Ex-Remploy workers have found fresh starts in new careers at a rate of three every working day over the past few weeks, as the Government’s £8m package of support for those who have left the factories takes effect, Minister for Disabled People Esther McVey announced today.
More than half (602) of those on the support programme are now in new jobs or training to start new opportunities, with the help of the 18-month package of tailored one-to-one support.
Nine former Remploy factories have also either been taken over, reopened, or are set to reopen as new businesses or social enterprises.
Minister for Disabled People, Esther McVey said:
I know this is a difficult time for ex-Remploy workers - so I am pleased to see that the support we are offering is making a real difference to those who have left Remploy already, with many moving into new careers.
I’d encourage any ex-Remploy worker who is still considering their future but hasn’t taken up our offer of support to do so, so they can get access to the one-to-one personalised support and personal budget.
Disabled people should have exactly the same choices as everyone else in the world of work - from hairdressing to engineering and everything in between - and the support package is helping to make this happen.
Chesterfield, Barrow, Birkenhead, Bolton, Bridgend, North London, Oldham, Wigan and Wrexham have been sold or will reopen as new businesses or social enterprises, many taking on original staff members.
Five former Aberdeen Remploy factory workers have also started up a co-operative business. Almost two thirds of Remploy’s Bridgend factory, which ceased production last week, also already have new jobs.
The factory closures follow the advice of a disability review which recommended the protected budget for disability employment should be used more effectively to get disabled people into mainstream jobs instead of subsidising loss-making factories.
Notes to Editors:
- 1093 disabled former Remploy workers are choosing to work with our Personal Case Workers to find another job. 348 jobs have been found for disabled former employees since they were made redundant. As of 29 March, 288 were in work and a further 314 in training. On 22 March – 273 were in work, on 15 March – 256 were in work and on 08 March – 239 were in work.

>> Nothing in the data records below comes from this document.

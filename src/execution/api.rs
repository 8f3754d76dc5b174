//! Entry point for executing a pipeline run against an instance.

use std::sync::Arc;
use tracing::{error, info};

use super::config::{ExecutorConfig, RunConfig};
use super::engine::RunContext;
use super::events::{EventSink, EventSpecificData, PipelineEvent};
use super::plan::{ExecutionPlan, StepLauncher};
use super::results::PipelineExecutionResult;
use crate::error::Result;
use crate::instance::Instance;
use crate::logging::log_run_operation;
use crate::storage::{PipelineRun, PipelineRunStatus, SystemStorageDefinition};

/// Execute `plan` as a new run on `instance`.
///
/// The executor's requirements are checked before anything is written. The run is
/// then recorded as started, every event is stored in the instance's event log as
/// it is emitted, and the run's final status reflects whether any step failed.
/// Once the status is recorded the event log releases what it held open for the run.
/// Step failures are reported through the result, not as an `Err`.
pub async fn execute_run(
    instance: &Instance,
    plan: Arc<dyn ExecutionPlan>,
    run_config: RunConfig,
    executor_config: &ExecutorConfig,
    storage_def: &SystemStorageDefinition,
    launcher: Arc<dyn StepLauncher>,
) -> Result<PipelineExecutionResult> {
    executor_config.check_requirements(instance, storage_def)?;

    let pipeline_name = plan.pipeline_name().to_string();
    let run_id = run_config.run_id().to_string();

    let run = PipelineRun::from_run_config(&pipeline_name, &run_config)
        .with_status(PipelineRunStatus::Started);
    instance.run_storage().add_run(run).await?;
    log_run_operation(
        "start",
        &run_id,
        Some(&pipeline_name),
        "started",
        Some(&executor_config.engine_kind().to_string()),
    );

    let sink = EventSink::persisting_to(Arc::clone(instance.event_storage()));
    let pipeline_event =
        |event: EventSpecificData| PipelineEvent::pipeline(&run_id, &pipeline_name, event);

    sink.record(pipeline_event(EventSpecificData::PipelineStart))
        .await?;

    let run_context = RunContext {
        intermediates_dir: instance.local_artifact_storage().intermediates_dir(&run_id),
        run_config,
        pipeline_name: pipeline_name.clone(),
        handle: executor_config.handle().cloned(),
        sink: sink.clone(),
    };

    let engine = executor_config.get_engine();
    if let Err(engine_error) = engine.execute(plan, run_context, launcher).await {
        error!(run_id = %run_id, error = %engine_error, "Engine failed to coordinate run");
        sink.record(pipeline_event(EventSpecificData::PipelineFailure))
            .await?;
        instance
            .run_storage()
            .update_run_status(&run_id, PipelineRunStatus::Failure)
            .await?;
        instance.event_storage().close_run(&run_id).await?;
        log_run_operation(
            "finish",
            &run_id,
            Some(&pipeline_name),
            "failure",
            Some(&engine_error.to_string()),
        );
        return Err(engine_error);
    }

    let steps_succeeded = !sink
        .snapshot()
        .await
        .iter()
        .any(PipelineEvent::is_step_failure);

    let (event, status) = if steps_succeeded {
        (EventSpecificData::PipelineSuccess, PipelineRunStatus::Success)
    } else {
        (EventSpecificData::PipelineFailure, PipelineRunStatus::Failure)
    };
    sink.record(pipeline_event(event)).await?;
    instance
        .run_storage()
        .update_run_status(&run_id, status)
        .await?;
    instance.event_storage().close_run(&run_id).await?;

    info!(run_id = %run_id, status = %status, "Run finished");
    log_run_operation("finish", &run_id, Some(&pipeline_name), &status.to_string(), None);

    Ok(PipelineExecutionResult::new(
        run_id,
        pipeline_name,
        sink.snapshot().await,
    ))
}
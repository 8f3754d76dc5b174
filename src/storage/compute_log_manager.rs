//! Compute log location derivation.

use serde::{Deserialize, Serialize};
use std::fmt::Debug;
use std::path::{Path, PathBuf};
use std::sync::Arc;

use super::{base_dir_config_type, BaseDirPluginConfig};
use crate::config_plugin::{typed_plugin_config, ConfigPlugin};
use crate::constants::layout::COMPUTE_LOGS_DIR;

/// Which captured stream of a step's compute
#[derive(Debug, Clone, Copy, PartialEq, Eq, Hash, Serialize, Deserialize)]
#[serde(rename_all = "snake_case")]
pub enum ComputeIOType {
    Stdout,
    Stderr,
}

impl ComputeIOType {
    pub fn extension(&self) -> &'static str {
        match self {
            Self::Stdout => "out",
            Self::Stderr => "err",
        }
    }
}

/// Capability set of the compute logs slot
pub trait ComputeLogManager: Send + Sync + Debug {
    /// Directory holding every captured log of `run_id`
    fn compute_logs_directory(&self, run_id: &str) -> PathBuf;

    fn get_local_path(&self, run_id: &str, step_key: &str, io_type: ComputeIOType) -> PathBuf {
        self.compute_logs_directory(run_id)
            .join(format!("{step_key}.{}", io_type.extension()))
    }
}

#[derive(Debug, Clone, PartialEq, Eq)]
pub struct LocalComputeLogManager {
    base_dir: PathBuf,
}

impl LocalComputeLogManager {
    pub fn new(base_dir: impl Into<PathBuf>) -> Self {
        Self {
            base_dir: base_dir.into(),
        }
    }

    pub fn base_dir(&self) -> &Path {
        &self.base_dir
    }
}

impl ComputeLogManager for LocalComputeLogManager {
    fn compute_logs_directory(&self, run_id: &str) -> PathBuf {
        self.base_dir.join(run_id).join(COMPUTE_LOGS_DIR)
    }
}

pub fn local_compute_log_manager_config_plugin() -> ConfigPlugin<Arc<dyn ComputeLogManager>> {
    ConfigPlugin::new(
        base_dir_config_type("LocalComputeLogManagerConfig"),
        |config| async move {
            let config: BaseDirPluginConfig = typed_plugin_config(config)?;
            Ok(Arc::new(LocalComputeLogManager::new(config.base_dir)) as Arc<dyn ComputeLogManager>)
        },
    )
}

#[cfg(test)]
mod tests {
    use super::*;

    #[test]
    fn test_paths() {
        let manager = LocalComputeLogManager::new("/home/p/storage");
        assert_eq!(
            manager.compute_logs_directory("r1"),
            PathBuf::from("/home/p/storage/r1/compute_logs")
        );
        assert_eq!(
            manager.get_local_path("r1", "load.compute", ComputeIOType::Stderr),
            PathBuf::from("/home/p/storage/r1/compute_logs/load.compute.err")
        );
    }
}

- The employment rates for disabled people have increased gradually over the years from 44.5% in 2002 to 48.9% in 2012. However, only 46% of working age disabled people are employed, compared with 76% of people who are not disabled.
- The Government has put in place an £8m package of employment support for those affected by the factory closures, including a Personal Case Worker to help individuals with their future choices, as well as access to a personal budget of around £2,500 per disabled person.
- To encourage bids that maximise the continued employment of disabled people, the Department for Work and Pensions will offer a three year tapering wage subsidy totalling £6,400 for each eligible disabled member of staff. In addition Remploy will also fund professional advice and support worth up to £10,000 for employee-led bids.